▶ _THE TASK_: Find the word "HarnessConfig" in the material below and gather every line that contains it.
BEGIN INFORMATION SUPPLIED
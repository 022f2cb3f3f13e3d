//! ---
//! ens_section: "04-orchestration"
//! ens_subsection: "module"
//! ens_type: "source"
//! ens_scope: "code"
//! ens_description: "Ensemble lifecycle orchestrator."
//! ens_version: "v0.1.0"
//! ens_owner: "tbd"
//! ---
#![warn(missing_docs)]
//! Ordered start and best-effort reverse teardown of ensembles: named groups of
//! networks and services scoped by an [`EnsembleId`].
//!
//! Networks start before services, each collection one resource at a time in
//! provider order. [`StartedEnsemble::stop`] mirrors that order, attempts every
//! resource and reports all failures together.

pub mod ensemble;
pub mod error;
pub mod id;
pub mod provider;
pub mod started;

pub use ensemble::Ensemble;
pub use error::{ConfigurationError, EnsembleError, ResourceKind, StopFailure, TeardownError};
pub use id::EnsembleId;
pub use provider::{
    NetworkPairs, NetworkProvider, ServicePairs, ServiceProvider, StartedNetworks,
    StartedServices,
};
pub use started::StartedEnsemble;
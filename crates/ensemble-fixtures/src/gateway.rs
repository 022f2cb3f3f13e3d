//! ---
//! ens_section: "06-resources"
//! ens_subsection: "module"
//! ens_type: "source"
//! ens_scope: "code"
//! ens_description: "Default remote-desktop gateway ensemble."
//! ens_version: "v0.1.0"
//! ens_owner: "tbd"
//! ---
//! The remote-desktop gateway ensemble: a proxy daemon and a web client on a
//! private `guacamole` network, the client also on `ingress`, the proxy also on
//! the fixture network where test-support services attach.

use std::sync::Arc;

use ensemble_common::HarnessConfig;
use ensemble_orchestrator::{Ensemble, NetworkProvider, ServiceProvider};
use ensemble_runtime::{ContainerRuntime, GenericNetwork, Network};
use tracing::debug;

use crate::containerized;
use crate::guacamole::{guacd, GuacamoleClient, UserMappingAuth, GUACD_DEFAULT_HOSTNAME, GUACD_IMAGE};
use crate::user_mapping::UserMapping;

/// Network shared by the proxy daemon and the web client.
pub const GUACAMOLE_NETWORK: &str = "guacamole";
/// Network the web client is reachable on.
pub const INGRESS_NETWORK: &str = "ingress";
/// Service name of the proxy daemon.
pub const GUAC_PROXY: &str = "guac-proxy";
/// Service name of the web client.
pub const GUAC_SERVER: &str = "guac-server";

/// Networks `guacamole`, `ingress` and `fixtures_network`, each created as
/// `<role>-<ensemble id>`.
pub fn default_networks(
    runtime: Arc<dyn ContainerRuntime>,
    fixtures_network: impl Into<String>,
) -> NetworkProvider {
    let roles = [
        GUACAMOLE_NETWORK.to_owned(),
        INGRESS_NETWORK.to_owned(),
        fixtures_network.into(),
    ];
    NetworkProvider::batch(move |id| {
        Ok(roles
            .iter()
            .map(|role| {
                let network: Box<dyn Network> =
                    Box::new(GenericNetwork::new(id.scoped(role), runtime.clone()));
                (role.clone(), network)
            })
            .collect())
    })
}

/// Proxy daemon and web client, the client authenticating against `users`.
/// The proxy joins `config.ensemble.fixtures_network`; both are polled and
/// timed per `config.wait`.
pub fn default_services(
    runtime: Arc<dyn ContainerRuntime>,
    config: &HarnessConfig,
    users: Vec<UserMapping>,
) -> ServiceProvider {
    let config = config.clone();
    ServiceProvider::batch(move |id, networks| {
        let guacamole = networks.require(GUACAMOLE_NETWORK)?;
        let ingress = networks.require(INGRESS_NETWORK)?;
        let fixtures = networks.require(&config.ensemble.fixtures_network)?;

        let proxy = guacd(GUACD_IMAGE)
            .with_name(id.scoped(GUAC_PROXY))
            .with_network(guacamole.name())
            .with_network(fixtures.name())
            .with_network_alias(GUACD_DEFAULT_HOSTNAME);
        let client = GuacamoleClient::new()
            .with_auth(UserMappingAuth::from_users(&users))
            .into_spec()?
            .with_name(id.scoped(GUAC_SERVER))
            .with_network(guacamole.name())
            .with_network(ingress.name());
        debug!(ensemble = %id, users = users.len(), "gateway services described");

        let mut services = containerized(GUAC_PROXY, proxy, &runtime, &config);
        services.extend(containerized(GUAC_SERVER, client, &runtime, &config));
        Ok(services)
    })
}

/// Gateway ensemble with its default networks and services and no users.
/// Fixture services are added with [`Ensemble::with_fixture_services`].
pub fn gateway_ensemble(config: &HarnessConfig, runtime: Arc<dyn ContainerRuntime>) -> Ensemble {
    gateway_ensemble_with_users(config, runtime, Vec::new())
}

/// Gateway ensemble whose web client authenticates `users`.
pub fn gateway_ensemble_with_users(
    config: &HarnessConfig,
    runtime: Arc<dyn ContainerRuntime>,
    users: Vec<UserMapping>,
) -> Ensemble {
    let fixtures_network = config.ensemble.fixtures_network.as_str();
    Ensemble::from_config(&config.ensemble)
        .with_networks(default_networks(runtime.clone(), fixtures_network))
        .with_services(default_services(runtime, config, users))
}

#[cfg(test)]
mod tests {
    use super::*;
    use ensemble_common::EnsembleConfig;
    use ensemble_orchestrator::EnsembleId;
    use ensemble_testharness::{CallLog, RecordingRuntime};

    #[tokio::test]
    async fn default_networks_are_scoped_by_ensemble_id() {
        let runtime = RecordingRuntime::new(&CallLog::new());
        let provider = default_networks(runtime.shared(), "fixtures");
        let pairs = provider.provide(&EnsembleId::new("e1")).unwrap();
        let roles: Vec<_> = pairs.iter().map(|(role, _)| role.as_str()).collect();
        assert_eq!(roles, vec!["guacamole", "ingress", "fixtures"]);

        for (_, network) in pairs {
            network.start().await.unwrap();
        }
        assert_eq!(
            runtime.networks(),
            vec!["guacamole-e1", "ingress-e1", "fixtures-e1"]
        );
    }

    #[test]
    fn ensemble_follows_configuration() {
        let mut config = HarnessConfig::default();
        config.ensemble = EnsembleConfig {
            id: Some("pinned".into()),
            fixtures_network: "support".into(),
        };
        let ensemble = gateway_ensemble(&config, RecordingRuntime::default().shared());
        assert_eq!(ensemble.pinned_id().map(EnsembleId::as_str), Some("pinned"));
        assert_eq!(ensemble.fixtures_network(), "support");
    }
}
END INFORMATION SUPPLIED
▶ _THE COMPLETED TASK_:
use ensemble_common::HarnessConfig;
    config: &HarnessConfig,
pub fn gateway_ensemble(config: &HarnessConfig, runtime: Arc<dyn ContainerRuntime>) -> Ensemble {
    config: &HarnessConfig,
        let mut config = HarnessConfig::default();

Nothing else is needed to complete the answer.